The fundamental question is:- Can an artificial market make delivery of health cheaper, whilst at the same time make money for the company who are delivering it? The answer is "yes" and "no". For routine non-diagnostic procedures such as doing elective x-rays, or ct scan, etc, then there is some merit in thinking that you could go to Tesco's and get that done, as long as the results were processed by the NHS. Any other encroachment is merely going to lead us into the system in the USA where if you can pay you get the best care in the world, if you can't then you get to go bankrupt staying alive, or you die. Heres the big question for anyone who thinks the Government reforms, etc are going to improve, or not at least worsten patience outcomes, whilst saving money, where is the commitment to give the UK tax payer back all the money they are going to save through these efficiencies........? Exactly.
I do not want a USA style system over here and am not advocating one - I want an NHS that can serve everyone who needs it, free at the point of delivery. However, The problem I have with the statement you made above is the idea that it is wrong in theory that if you can pay you get the best care in the world. What is wrong with that?. If I had enough money then I can buy the best car in the world, or the biggest house in the world, so why on earth can I not buy the best healthcare in the world because at the end of the day, my health is more important than any car or house. The Labour doctrine that if you paid for any element of care you needed then the rest of your care requirements were denied to you on the NHS, effectively meaning that you couldn't use your money to improve ANY aspect of your care unless you could afford to pay for EVERY aspect of your care was one of the worst elements of socialist dogma that eminated from the last government - the standard socialist "race to the bottom" outcome - i.e. if my care has to be **** then so does yours. Just an opinion like...
Don't understand here.
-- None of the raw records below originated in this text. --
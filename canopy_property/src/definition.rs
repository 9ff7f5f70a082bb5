// Copyright 2026 the Canopy Authors
// SPDX-License-Identifier: Apache-2.0 OR MIT

//! Property definitions.
//!
//! This module provides [`PropertyDefinition`], the immutable description of
//! one style property, and [`PropertyDefinitionBuilder`] for ergonomic
//! construction.

use alloc::boxed::Box;

use canopy_unit::{MixError, ParseError, RawValue};

use crate::context::{CalcContext, PercentBasis};
use crate::dirty::DirtyFlags;
use crate::mix::step;
use crate::syntax::PropertySyntax;
use crate::value::{ComputedValue, UsedValue};

/// Replaces the syntax's parser for one property.
///
/// The output must still have the syntax's [`ValueShape`](crate::ValueShape);
/// anything else is rejected with [`ParseError::ShapeMismatch`].
pub type ParseHook = Box<dyn Fn(&RawValue) -> Result<ComputedValue, ParseError> + Send + Sync>;

/// Replaces the syntax's mixer for one property.
pub type MixHook = Box<
    dyn Fn(&ComputedValue, &ComputedValue, f64) -> Result<ComputedValue, MixError> + Send + Sync,
>;

/// Replaces the syntax's calculator for one property.
pub type CalcHook = Box<dyn Fn(&ComputedValue, &CalcContext) -> UsedValue + Send + Sync>;

/// The description of one style property.
///
/// Definitions are built once at startup, registered in a
/// [`PropertyRegistry`](crate::PropertyRegistry) and never mutated. Parsing,
/// mixing and calculation go through the syntax's canonical implementation
/// unless the definition carries its own hook.
///
/// # Example
///
/// ```rust
/// use canopy_property::{ComputedValue, DirtyFlags, PropertyDefinitionBuilder, PropertySyntax};
/// use canopy_unit::UnitValue;
///
/// let width = PropertyDefinitionBuilder::new("width", PropertySyntax::LengthPercentage)
///     .affects(DirtyFlags::BOUNDS)
///     .build();
///
/// assert_eq!(width.initial(), &ComputedValue::Unit(UnitValue::ZERO_PX));
/// assert_eq!(
///     width.parse(&"10".into()),
///     Ok(ComputedValue::Unit(UnitValue::px(10.0)))
/// );
/// assert!(width.affects().contains(DirtyFlags::BOUNDS));
/// ```
pub struct PropertyDefinition {
    name: &'static str,
    syntax: PropertySyntax,
    initial: ComputedValue,
    inherits: bool,
    affects: DirtyFlags,
    basis: PercentBasis,
    keywords: &'static [&'static str],
    parser: Option<ParseHook>,
    mixer: Option<MixHook>,
    calculator: Option<CalcHook>,
}

impl PropertyDefinition {
    /// Returns the property name.
    #[must_use]
    #[inline]
    pub fn name(&self) -> &'static str {
        self.name
    }

    /// Returns the property's syntax.
    #[must_use]
    #[inline]
    pub fn syntax(&self) -> PropertySyntax {
        self.syntax
    }

    /// Returns the value used when nothing is set.
    #[must_use]
    #[inline]
    pub fn initial(&self) -> &ComputedValue {
        &self.initial
    }

    /// Returns whether this property inherits from ancestors.
    #[must_use]
    #[inline]
    pub fn inherits(&self) -> bool {
        self.inherits
    }

    /// Returns the dirty flags raised on top of
    /// [`DirtyFlags::STYLE_CHANGED`] when this property changes.
    #[must_use]
    #[inline]
    pub fn affects(&self) -> DirtyFlags {
        self.affects
    }

    /// Returns what percentages of this property refer to.
    #[must_use]
    #[inline]
    pub fn basis(&self) -> PercentBasis {
        self.basis
    }

    /// Returns the accepted keywords, for keyword properties.
    #[must_use]
    #[inline]
    pub fn keywords(&self) -> &'static [&'static str] {
        self.keywords
    }

    /// Returns whether values of this property interpolate rather than step.
    #[must_use]
    pub fn has_mixer(&self) -> bool {
        self.mixer.is_some() || self.syntax.has_mixer()
    }

    /// Returns whether used values go through a calculator.
    #[must_use]
    pub fn has_calculator(&self) -> bool {
        self.calculator.is_some() || self.syntax.has_calculator()
    }

    /// Parses raw input into a computed value.
    ///
    /// Pure: the same input always yields the same result.
    pub fn parse(&self, raw: &RawValue) -> Result<ComputedValue, ParseError> {
        let value = match &self.parser {
            Some(parser) => parser(raw)?,
            None => (self.syntax.handler().parse)(raw, self)?,
        };
        self.check_shape(&value)?;
        Ok(value)
    }

    /// Checks that `value` has this property's shape.
    pub fn check_shape(&self, value: &ComputedValue) -> Result<(), ParseError> {
        let expected = self.syntax.shape();
        let found = value.shape();
        if expected == found {
            Ok(())
        } else {
            Err(ParseError::ShapeMismatch {
                expected: expected.name(),
                found: found.name(),
            })
        }
    }

    /// Interpolates between two computed values of this property.
    ///
    /// Without a mixer the result steps from `from` to `to` at `ratio >= 1`.
    /// `ratio` is not clamped.
    pub fn mix(
        &self,
        from: &ComputedValue,
        to: &ComputedValue,
        ratio: f64,
    ) -> Result<ComputedValue, MixError> {
        if let Some(mixer) = &self.mixer {
            return mixer(from, to, ratio);
        }
        match self.syntax.handler().mix {
            Some(mix) => mix(from, to, ratio),
            None => Ok(step(from, to, ratio)),
        }
    }

    /// Resolves a computed value against a layout context.
    ///
    /// Without a calculator the computed value is the used value.
    #[must_use]
    pub fn calculate(&self, value: &ComputedValue, cx: &CalcContext) -> UsedValue {
        if let Some(calculator) = &self.calculator {
            return calculator(value, cx);
        }
        match self.syntax.handler().calculate {
            Some(calculate) => calculate(value, self, cx),
            None => value.clone(),
        }
    }
}

// Manual Debug impl since hooks aren't Debug
impl core::fmt::Debug for PropertyDefinition {
    fn fmt(&self, f: &mut core::fmt::Formatter<'_>) -> core::fmt::Result {
        f.debug_struct("PropertyDefinition")
            .field("name", &self.name)
            .field("syntax", &self.syntax)
            .field("initial", &self.initial)
            .field("inherits", &self.inherits)
            .field("affects", &self.affects)
            .field("basis", &self.basis)
            .field("keywords", &self.keywords)
            .field("has_parser", &self.parser.is_some())
            .field("has_mixer", &self.mixer.is_some())
            .field("has_calculator", &self.calculator.is_some())
            .finish()
    }
}

/// Builder for [`PropertyDefinition`].
///
/// # Example
///
/// ```rust
/// use canopy_property::{ComputedValue, PropertyDefinitionBuilder, PropertySyntax};
///
/// let visibility = PropertyDefinitionBuilder::new("visibility", PropertySyntax::Keyword)
///     .keywords(&["visible", "hidden"])
///     .inherits(true)
///     .build();
///
/// // Keyword properties start at their first keyword.
/// assert_eq!(visibility.initial(), &ComputedValue::Keyword("visible"));
/// ```
pub struct PropertyDefinitionBuilder {
    name: &'static str,
    syntax: PropertySyntax,
    initial: Option<ComputedValue>,
    inherits: bool,
    affects: DirtyFlags,
    basis: PercentBasis,
    keywords: &'static [&'static str],
    parser: Option<ParseHook>,
    mixer: Option<MixHook>,
    calculator: Option<CalcHook>,
}

// Manual Debug impl since hooks aren't Debug
impl core::fmt::Debug for PropertyDefinitionBuilder {
    fn fmt(&self, f: &mut core::fmt::Formatter<'_>) -> core::fmt::Result {
        f.debug_struct("PropertyDefinitionBuilder")
            .field("name", &self.name)
            .field("syntax", &self.syntax)
            .field("initial", &self.initial)
            .field("inherits", &self.inherits)
            .field("affects", &self.affects)
            .field("basis", &self.basis)
            .field("keywords", &self.keywords)
            .field("has_parser", &self.parser.is_some())
            .field("has_mixer", &self.mixer.is_some())
            .field("has_calculator", &self.calculator.is_some())
            .finish()
    }
}

impl PropertyDefinitionBuilder {
    /// Creates a new builder for a property with the given name and syntax.
    ///
    /// Defaults:
    /// - `initial`: the syntax's zero value (first keyword for keywords, `1`
    ///   for opacity, `none` for paints and transforms)
    /// - `inherits`: `false`
    /// - `affects`: empty
    /// - `basis`: [`PercentBasis::Width`]
    #[must_use]
    pub fn new(name: &'static str, syntax: PropertySyntax) -> Self {
        Self {
            name,
            syntax,
            initial: None,
            inherits: false,
            affects: DirtyFlags::empty(),
            basis: PercentBasis::default(),
            keywords: &[],
            parser: None,
            mixer: None,
            calculator: None,
        }
    }

    /// Sets the value used when nothing is set.
    #[must_use]
    pub fn initial(mut self, initial: ComputedValue) -> Self {
        self.initial = Some(initial);
        self
    }

    /// Sets whether this property inherits from ancestors.
    ///
    /// When `true`, inherited lookups walk up the parent chain to find a
    /// value if none is set on the node.
    #[must_use]
    pub fn inherits(mut self, inherits: bool) -> Self {
        self.inherits = inherits;
        self
    }

    /// Sets extra dirty flags raised when this property changes.
    #[must_use]
    pub fn affects(mut self, flags: DirtyFlags) -> Self {
        self.affects = flags;
        self
    }

    /// Sets what percentages of this property refer to.
    #[must_use]
    pub fn basis(mut self, basis: PercentBasis) -> Self {
        self.basis = basis;
        self
    }

    /// Sets the accepted keywords. Matching ignores ASCII case.
    #[must_use]
    pub fn keywords(mut self, keywords: &'static [&'static str]) -> Self {
        self.keywords = keywords;
        self
    }

    /// Replaces the syntax's parser.
    #[must_use]
    pub fn parser<F>(mut self, parser: F) -> Self
    where
        F: Fn(&RawValue) -> Result<ComputedValue, ParseError> + Send + Sync + 'static,
    {
        self.parser = Some(Box::new(parser));
        self
    }

    /// Replaces the syntax's mixer.
    #[must_use]
    pub fn mixer<F>(mut self, mixer: F) -> Self
    where
        F: Fn(&ComputedValue, &ComputedValue, f64) -> Result<ComputedValue, MixError>
            + Send
            + Sync
            + 'static,
    {
        self.mixer = Some(Box::new(mixer));
        self
    }

    /// Replaces the syntax's calculator.
    #[must_use]
    pub fn calculator<F>(mut self, calculator: F) -> Self
    where
        F: Fn(&ComputedValue, &CalcContext) -> UsedValue + Send + Sync + 'static,
    {
        self.calculator = Some(Box::new(calculator));
        self
    }

    /// Builds the [`PropertyDefinition`].
    #[must_use]
    pub fn build(self) -> PropertyDefinition {
        let initial = self
            .initial
            .unwrap_or_else(|| self.syntax.fallback_initial(self.keywords));
        PropertyDefinition {
            name: self.name,
            syntax: self.syntax,
            initial,
            inherits: self.inherits,
            affects: self.affects,
            basis: self.basis,
            keywords: self.keywords,
            parser: self.parser,
            mixer: self.mixer,
            calculator: self.calculator,
        }
    }
}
Are you suggesting that people who pay for pmi don't get treatment on the nhs? Cos that doesn't happen, not in my experience anyway.
What I am saying is that people who pay for some treatment relating to a particular NHS treatment "experience" are then denied the rest of it on the NHS, not barred for the NHS altogether, but in relation to that particular issue. i.e. if you have cancer, you cannot suggest that you pay for a certain drug that the NHS won't fund, or pay for a scan to take place tomorrow privately instead of next year on the NHS, without being told that you are then a private patient for the whole cancer episode. If you could, then the whole issue about cost of some drugs would not be such an issue, because many people would just pay - if I was denied a life saving drug because NICE has deemed it too expensive at £20 a day, I would gladly pay for it myself if £7000 of drugs for a year kept me alive - small price to pay. But I wouldn't be allowed to (at least not previously - not sure if it has changed now). If I tried, then all the other consultant visits, and treatment I needed would then be deemed to be as a private patient. ** Just looked it up - it changed in 2009 - see attached http://www.lincolnshire.nhs.uk/Documents/Our NHS Services/EMSCG top up payments leaflet.pdf)
The point is that the best care in teh world should be available to everyone regardless of their relative means to pay. The NHS is and has been capable of delivering this. All this competition will do is actually drive up costs as firms will needs their pound of flesh from their work where there was none before. See other privatised industries for examples of this. The energy market is the best one. All these firms, all this much vaunted choice and reality barely owt between the lot of them
We don't need competition in health care. Same as we didn't need it in energy, transport, water and every other chuffin thing the T****s sold off. We are supposed to believe that we have more choice and get a better deal. One word - Cartels.
Correct. The current dogma is that a so called choice equals a better deal for the consumer, but in reality it is only a better deal for the shareholders and the rich.